There are working carbon monoxide, smoke detector, and fire extinguishers in the home that meet statutory and State Fire Marshal standards. The facility has not conducted an emergency drill within the past six months, last disaster drill was dated 9/20/2022. The assistant stated there no firearms and/or other dangerous weapons in the facility and none were observed during today's inspections.

The licensee does have a current roster of children in care. LPA reviewed 1 Child record for children present during LPA’s inspection. There was a separate, complete and current record for one child. However, 1 child file was missing. Currently there are no infant children enrolled in the facility.

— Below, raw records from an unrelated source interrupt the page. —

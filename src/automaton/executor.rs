//! Symbol-at-a-time execution with eager epsilon closure.
//!
//! The [`Executor`] models every configuration a nondeterministic run could
//! simultaneously be in. One step consumes one input symbol per
//! configuration and then closes the result under epsilon transitions, so
//! between steps the configuration set is always epsilon-closed.
//!
//! Termination caveat: the eager closure is only guaranteed to terminate
//! when the epsilon closure of every configuration is finite. That holds
//! for finite automata; for models with unbounded auxiliary state (a
//! pushdown stack growing under epsilon self-feeding) use the
//! transition-bounded [`AutomatonStepper`](super::AutomatonStepper)
//! instead.

use super::{applicable_transitions, Automaton, Configuration, Transition};
use indexmap::IndexSet;
use rustc_hash::FxHashSet;
use std::collections::VecDeque;

/// Nondeterministic execution engine over an immutable automaton.
///
/// Executors are immutable: [`Executor::next_step`] returns a new executor
/// wrapping the updated configuration set. The automaton itself is only
/// borrowed.
#[derive(Debug)]
pub struct Executor<'a, M: Automaton> {
    automaton: &'a M,
    configurations: IndexSet<M::Config>,
}

impl<M: Automaton> Clone for Executor<'_, M> {
    fn clone(&self) -> Self {
        Self {
            automaton: self.automaton,
            configurations: self.configurations.clone(),
        }
    }
}

impl<M: Automaton> PartialEq for Executor<'_, M> {
    fn eq(&self, other: &Self) -> bool {
        std::ptr::eq(self.automaton, other.automaton)
            && self.configurations == other.configurations
    }
}

impl<'a, M: Automaton> Executor<'a, M> {
    /// Start a run of `word`: one configuration per initial state, closed
    /// under epsilon transitions.
    pub fn new(automaton: &'a M, word: &[M::Symbol]) -> Self {
        let mut configurations = IndexSet::new();
        for config in automaton.initial_configurations(word) {
            configurations.extend(epsilon_closure(automaton, config));
        }
        Self {
            automaton,
            configurations,
        }
    }

    /// The configurations the run is currently in.
    pub fn configurations(&self) -> impl Iterator<Item = &M::Config> {
        self.configurations.iter()
    }

    /// Whether every current configuration is halting.
    pub fn is_halted(&self) -> bool {
        self.configurations
            .iter()
            .all(|config| self.automaton.is_halting(config))
    }

    /// Whether any current configuration is accepting.
    pub fn is_accepting(&self) -> bool {
        self.configurations
            .iter()
            .any(|config| self.automaton.is_accepting(config))
    }

    /// Consume one input symbol in every configuration.
    ///
    /// Configurations that have already consumed all input are carried
    /// forward unchanged (their closure is themselves). For every other
    /// configuration, all applicable non-epsilon transitions fire, and each
    /// successor contributes its full epsilon closure.
    ///
    /// If the configuration set does not change and the executor is halted,
    /// the step is a no-op and an equal executor is returned.
    pub fn next_step(&self) -> Self {
        let mut next: IndexSet<M::Config> = IndexSet::new();
        for config in &self.configurations {
            if !config.has_remaining_input() {
                next.insert(config.clone());
                continue;
            }
            for transition in applicable_transitions(self.automaton, config) {
                if transition.is_epsilon() {
                    continue;
                }
                next.extend(epsilon_closure(self.automaton, transition.fire(config)));
            }
        }
        if next == self.configurations && self.is_halted() {
            return self.clone();
        }
        Self {
            automaton: self.automaton,
            configurations: next,
        }
    }

    /// Decide nondeterministic acceptance.
    ///
    /// A fixpoint search over three sets — previously reached, current
    /// front, newly reached — that never recomputes the closure of a
    /// configuration it has already seen. Returns `true` as soon as any
    /// configuration in the front is accepting, `false` once no new
    /// configuration is discoverable.
    ///
    /// Terminates for every finite automaton (the configuration space is
    /// finite); for automaton models with unbounded auxiliary state this is
    /// a semi-decision procedure and may not return.
    pub fn run(&self) -> bool {
        let mut reached: FxHashSet<M::Config> = self.configurations.iter().cloned().collect();
        let mut front: Vec<M::Config> = self.configurations.iter().cloned().collect();

        loop {
            if front
                .iter()
                .any(|config| self.automaton.is_accepting(config))
            {
                return true;
            }
            let mut newly: Vec<M::Config> = Vec::new();
            for config in &front {
                if !config.has_remaining_input() {
                    continue;
                }
                for transition in applicable_transitions(self.automaton, config) {
                    if transition.is_epsilon() {
                        continue;
                    }
                    for successor in epsilon_closure(self.automaton, transition.fire(config)) {
                        if reached.insert(successor.clone()) {
                            newly.push(successor);
                        }
                    }
                }
            }
            if newly.is_empty() {
                return false;
            }
            front = newly;
        }
    }
}

/// The epsilon closure of `start`: every configuration reachable using only
/// epsilon transitions, inclusive of `start` itself.
///
/// A breadth-first search that never enqueues a configuration twice, so it
/// terminates even when the epsilon transitions form cycles — provided the
/// closure itself is finite.
pub(crate) fn epsilon_closure<M: Automaton>(
    automaton: &M,
    start: M::Config,
) -> IndexSet<M::Config> {
    let mut closed: IndexSet<M::Config> = IndexSet::new();
    let mut queue: VecDeque<M::Config> = VecDeque::new();
    closed.insert(start.clone());
    queue.push_back(start);

    while let Some(config) = queue.pop_front() {
        for transition in applicable_transitions(automaton, &config) {
            if !transition.is_epsilon() {
                continue;
            }
            let successor = transition.fire(&config);
            if closed.insert(successor.clone()) {
                queue.push_back(successor);
            }
        }
    }
    closed
}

The assistant’s EMSA approved Pediatric CPR/First Aid certification expires on 05/18/2026. Beginning September 1, 2016, Health and Safety (H&S) 1597.622 states, a person shall not be employed or volunteer at a family childcare home if he or she has not been immunized against influenza, pertussis, and measles. Proof of immunization against pertussis, measles for Assistant were reviewed and within compliance.
Beginning March 31, 2018, H&S Code 1596.8662 requires all licensed providers and employees to complete mandated reporting training, and to renew the training every two years.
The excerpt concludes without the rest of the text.